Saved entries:
* * *

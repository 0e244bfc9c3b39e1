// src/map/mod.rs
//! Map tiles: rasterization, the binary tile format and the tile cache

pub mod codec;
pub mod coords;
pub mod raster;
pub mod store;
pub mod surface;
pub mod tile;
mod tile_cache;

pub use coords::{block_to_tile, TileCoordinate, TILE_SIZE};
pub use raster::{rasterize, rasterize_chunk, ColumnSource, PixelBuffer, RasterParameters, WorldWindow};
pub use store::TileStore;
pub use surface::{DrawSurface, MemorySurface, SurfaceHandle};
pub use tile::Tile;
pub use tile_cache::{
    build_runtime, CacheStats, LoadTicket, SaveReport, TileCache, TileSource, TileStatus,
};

* * *

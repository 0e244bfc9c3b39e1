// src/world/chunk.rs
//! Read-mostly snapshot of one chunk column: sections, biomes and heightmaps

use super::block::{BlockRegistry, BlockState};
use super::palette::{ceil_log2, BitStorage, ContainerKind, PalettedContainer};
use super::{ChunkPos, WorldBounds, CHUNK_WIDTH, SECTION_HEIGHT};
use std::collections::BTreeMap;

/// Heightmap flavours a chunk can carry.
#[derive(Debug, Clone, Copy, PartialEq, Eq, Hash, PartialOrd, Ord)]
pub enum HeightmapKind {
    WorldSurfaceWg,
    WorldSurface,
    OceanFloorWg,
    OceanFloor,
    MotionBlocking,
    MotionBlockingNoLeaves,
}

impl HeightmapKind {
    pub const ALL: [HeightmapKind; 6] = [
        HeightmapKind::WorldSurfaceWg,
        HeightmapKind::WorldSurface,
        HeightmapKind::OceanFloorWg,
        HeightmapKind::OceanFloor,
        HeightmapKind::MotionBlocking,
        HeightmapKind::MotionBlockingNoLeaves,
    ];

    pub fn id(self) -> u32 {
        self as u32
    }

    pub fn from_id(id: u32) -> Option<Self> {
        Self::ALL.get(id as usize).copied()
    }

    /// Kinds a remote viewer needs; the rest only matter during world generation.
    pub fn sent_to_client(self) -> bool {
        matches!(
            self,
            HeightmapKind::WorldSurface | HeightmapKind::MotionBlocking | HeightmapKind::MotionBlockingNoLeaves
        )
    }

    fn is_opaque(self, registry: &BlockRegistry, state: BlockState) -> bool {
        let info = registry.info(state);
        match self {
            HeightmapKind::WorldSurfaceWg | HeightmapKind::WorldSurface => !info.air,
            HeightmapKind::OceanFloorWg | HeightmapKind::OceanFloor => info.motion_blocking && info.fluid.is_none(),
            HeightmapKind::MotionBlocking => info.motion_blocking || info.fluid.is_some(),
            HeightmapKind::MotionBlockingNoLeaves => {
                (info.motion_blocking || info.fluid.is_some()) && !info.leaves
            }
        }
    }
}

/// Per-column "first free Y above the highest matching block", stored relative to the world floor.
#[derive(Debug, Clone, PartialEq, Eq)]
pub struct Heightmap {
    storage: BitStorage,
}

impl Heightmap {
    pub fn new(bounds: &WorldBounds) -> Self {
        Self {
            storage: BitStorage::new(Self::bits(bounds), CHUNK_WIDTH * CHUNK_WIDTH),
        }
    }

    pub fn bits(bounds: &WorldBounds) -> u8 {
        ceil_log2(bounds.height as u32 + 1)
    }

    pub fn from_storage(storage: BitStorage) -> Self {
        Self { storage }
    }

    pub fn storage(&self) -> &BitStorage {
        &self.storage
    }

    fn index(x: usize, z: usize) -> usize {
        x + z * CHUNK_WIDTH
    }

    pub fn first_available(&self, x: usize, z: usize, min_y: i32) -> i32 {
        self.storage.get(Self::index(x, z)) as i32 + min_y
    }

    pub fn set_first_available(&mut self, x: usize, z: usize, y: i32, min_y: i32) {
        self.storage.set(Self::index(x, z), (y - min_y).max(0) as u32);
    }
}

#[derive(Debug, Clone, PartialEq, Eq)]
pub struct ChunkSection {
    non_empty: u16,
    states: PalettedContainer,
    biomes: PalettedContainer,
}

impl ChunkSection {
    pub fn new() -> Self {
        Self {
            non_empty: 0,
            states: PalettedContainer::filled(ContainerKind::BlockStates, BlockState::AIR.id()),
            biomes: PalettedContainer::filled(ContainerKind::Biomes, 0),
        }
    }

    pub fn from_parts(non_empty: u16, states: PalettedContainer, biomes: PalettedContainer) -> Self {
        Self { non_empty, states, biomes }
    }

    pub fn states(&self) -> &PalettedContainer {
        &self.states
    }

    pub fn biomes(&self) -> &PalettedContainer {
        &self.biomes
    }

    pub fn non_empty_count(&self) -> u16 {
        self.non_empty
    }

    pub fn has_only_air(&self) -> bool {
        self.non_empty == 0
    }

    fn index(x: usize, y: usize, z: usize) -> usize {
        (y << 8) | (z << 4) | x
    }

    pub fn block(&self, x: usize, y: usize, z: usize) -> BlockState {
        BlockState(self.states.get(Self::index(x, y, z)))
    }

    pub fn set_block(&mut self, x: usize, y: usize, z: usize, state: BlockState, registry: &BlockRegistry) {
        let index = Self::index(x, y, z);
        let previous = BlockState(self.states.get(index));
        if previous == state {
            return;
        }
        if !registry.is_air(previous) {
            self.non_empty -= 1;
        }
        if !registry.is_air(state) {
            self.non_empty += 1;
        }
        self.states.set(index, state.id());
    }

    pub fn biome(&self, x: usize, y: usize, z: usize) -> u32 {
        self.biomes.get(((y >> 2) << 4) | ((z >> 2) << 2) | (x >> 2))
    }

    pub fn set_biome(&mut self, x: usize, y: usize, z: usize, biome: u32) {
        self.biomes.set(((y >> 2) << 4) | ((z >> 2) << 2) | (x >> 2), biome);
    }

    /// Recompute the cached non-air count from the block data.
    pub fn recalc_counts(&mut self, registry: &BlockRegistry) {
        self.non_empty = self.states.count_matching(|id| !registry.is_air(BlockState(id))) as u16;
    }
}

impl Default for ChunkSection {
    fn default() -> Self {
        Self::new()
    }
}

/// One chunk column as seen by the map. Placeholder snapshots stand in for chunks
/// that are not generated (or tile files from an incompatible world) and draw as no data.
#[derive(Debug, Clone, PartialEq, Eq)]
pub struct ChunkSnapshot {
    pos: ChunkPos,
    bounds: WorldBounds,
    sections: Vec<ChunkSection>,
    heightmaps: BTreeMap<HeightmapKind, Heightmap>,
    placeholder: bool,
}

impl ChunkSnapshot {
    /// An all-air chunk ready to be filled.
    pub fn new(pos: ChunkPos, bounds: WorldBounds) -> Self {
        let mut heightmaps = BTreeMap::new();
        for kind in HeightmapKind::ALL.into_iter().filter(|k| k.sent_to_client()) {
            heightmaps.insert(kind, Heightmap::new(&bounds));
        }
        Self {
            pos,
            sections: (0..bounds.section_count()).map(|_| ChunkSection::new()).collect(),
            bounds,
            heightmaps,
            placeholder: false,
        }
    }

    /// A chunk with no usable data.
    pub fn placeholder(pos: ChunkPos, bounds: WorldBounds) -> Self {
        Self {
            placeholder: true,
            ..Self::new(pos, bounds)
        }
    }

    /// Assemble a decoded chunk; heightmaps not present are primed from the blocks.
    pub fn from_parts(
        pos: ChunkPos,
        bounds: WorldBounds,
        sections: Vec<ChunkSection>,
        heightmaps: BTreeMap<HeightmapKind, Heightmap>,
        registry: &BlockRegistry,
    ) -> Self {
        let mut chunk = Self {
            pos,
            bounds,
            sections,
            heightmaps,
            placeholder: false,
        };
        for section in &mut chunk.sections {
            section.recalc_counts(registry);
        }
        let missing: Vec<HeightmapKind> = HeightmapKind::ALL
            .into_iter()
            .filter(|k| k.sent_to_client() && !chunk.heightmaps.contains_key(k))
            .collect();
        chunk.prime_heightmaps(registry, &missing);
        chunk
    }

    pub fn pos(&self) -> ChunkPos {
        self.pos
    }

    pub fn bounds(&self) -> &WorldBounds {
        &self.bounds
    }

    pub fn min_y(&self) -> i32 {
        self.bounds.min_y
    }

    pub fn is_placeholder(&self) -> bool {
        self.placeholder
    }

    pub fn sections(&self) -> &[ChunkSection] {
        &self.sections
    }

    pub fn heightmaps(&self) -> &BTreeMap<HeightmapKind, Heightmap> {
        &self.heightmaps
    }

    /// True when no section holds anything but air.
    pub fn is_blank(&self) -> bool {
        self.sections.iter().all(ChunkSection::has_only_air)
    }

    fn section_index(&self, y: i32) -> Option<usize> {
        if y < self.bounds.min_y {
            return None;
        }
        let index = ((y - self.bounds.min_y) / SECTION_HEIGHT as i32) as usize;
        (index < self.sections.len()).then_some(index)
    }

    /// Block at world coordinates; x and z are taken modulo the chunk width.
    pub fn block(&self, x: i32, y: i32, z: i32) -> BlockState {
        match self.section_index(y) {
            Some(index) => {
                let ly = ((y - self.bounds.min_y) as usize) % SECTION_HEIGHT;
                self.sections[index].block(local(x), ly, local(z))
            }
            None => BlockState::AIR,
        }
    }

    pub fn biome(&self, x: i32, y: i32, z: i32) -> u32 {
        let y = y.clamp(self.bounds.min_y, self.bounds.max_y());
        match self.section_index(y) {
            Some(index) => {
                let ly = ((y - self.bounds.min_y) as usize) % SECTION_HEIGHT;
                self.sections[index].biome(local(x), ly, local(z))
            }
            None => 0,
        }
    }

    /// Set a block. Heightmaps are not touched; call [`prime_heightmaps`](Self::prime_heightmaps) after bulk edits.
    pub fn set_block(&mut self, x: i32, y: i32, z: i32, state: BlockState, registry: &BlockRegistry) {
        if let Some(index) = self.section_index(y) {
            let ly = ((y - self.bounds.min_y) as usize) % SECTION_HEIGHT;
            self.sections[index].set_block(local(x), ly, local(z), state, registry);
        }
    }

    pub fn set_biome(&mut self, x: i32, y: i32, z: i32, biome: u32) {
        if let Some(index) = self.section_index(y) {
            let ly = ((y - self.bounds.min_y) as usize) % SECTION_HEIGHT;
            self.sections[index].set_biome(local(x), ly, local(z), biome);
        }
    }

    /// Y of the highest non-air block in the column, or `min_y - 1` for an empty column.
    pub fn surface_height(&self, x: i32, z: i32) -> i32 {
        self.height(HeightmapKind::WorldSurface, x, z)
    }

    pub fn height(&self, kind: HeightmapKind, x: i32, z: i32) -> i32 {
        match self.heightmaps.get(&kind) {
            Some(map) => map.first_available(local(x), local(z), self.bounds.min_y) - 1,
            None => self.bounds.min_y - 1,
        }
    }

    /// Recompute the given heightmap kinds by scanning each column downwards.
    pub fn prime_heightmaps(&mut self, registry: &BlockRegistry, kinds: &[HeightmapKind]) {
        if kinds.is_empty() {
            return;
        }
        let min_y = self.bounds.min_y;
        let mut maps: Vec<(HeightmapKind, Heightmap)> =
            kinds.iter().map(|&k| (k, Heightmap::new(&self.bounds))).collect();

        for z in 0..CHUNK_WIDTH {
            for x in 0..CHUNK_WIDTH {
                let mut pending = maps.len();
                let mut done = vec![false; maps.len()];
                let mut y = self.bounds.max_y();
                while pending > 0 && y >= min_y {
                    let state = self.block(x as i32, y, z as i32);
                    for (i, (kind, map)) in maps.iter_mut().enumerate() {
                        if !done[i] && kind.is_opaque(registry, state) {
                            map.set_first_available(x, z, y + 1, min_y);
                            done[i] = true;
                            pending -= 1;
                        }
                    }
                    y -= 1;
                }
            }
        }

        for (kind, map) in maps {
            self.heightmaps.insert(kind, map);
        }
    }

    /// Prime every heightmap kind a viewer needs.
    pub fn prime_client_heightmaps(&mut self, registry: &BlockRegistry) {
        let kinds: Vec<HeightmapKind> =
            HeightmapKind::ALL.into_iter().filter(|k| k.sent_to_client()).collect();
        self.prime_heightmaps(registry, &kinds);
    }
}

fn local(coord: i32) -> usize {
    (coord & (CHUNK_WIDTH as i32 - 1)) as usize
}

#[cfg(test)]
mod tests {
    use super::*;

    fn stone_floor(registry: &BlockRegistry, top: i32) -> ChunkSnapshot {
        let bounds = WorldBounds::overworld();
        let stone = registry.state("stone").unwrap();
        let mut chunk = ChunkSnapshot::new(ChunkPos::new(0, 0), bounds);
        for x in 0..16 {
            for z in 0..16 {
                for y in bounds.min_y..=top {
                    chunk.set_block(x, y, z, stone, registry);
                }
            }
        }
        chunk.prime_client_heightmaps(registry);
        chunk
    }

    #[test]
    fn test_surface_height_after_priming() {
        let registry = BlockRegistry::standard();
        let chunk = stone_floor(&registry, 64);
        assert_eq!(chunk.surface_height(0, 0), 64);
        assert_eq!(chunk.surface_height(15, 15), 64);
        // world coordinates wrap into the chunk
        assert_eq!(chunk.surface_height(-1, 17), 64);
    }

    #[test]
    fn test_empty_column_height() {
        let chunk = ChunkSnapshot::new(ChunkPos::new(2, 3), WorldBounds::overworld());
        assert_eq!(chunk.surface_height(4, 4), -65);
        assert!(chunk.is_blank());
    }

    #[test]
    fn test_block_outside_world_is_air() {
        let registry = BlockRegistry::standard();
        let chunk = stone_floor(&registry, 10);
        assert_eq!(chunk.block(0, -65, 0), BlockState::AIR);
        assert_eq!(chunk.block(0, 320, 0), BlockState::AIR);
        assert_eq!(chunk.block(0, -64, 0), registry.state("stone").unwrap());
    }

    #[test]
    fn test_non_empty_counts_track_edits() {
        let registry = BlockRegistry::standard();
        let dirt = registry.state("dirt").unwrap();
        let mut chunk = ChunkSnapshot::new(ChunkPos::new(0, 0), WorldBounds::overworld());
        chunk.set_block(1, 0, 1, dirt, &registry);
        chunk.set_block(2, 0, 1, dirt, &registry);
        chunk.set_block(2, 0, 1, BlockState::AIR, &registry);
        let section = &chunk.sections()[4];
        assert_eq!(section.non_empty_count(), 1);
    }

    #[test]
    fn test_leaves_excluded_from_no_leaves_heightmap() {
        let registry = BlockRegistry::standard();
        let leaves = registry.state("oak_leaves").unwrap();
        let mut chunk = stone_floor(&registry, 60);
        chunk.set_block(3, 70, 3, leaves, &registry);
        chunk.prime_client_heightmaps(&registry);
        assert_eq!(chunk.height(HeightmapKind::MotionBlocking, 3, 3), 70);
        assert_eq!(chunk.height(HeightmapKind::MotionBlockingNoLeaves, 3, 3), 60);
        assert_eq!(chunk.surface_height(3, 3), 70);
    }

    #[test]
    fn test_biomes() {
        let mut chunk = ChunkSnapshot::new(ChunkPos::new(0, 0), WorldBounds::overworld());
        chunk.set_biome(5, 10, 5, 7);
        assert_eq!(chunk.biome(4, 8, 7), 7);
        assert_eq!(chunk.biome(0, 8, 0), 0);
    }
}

* * *

What to do: Report, as a bare number, how many lines above contain the string "ChunkSnapshot".

Task response: 7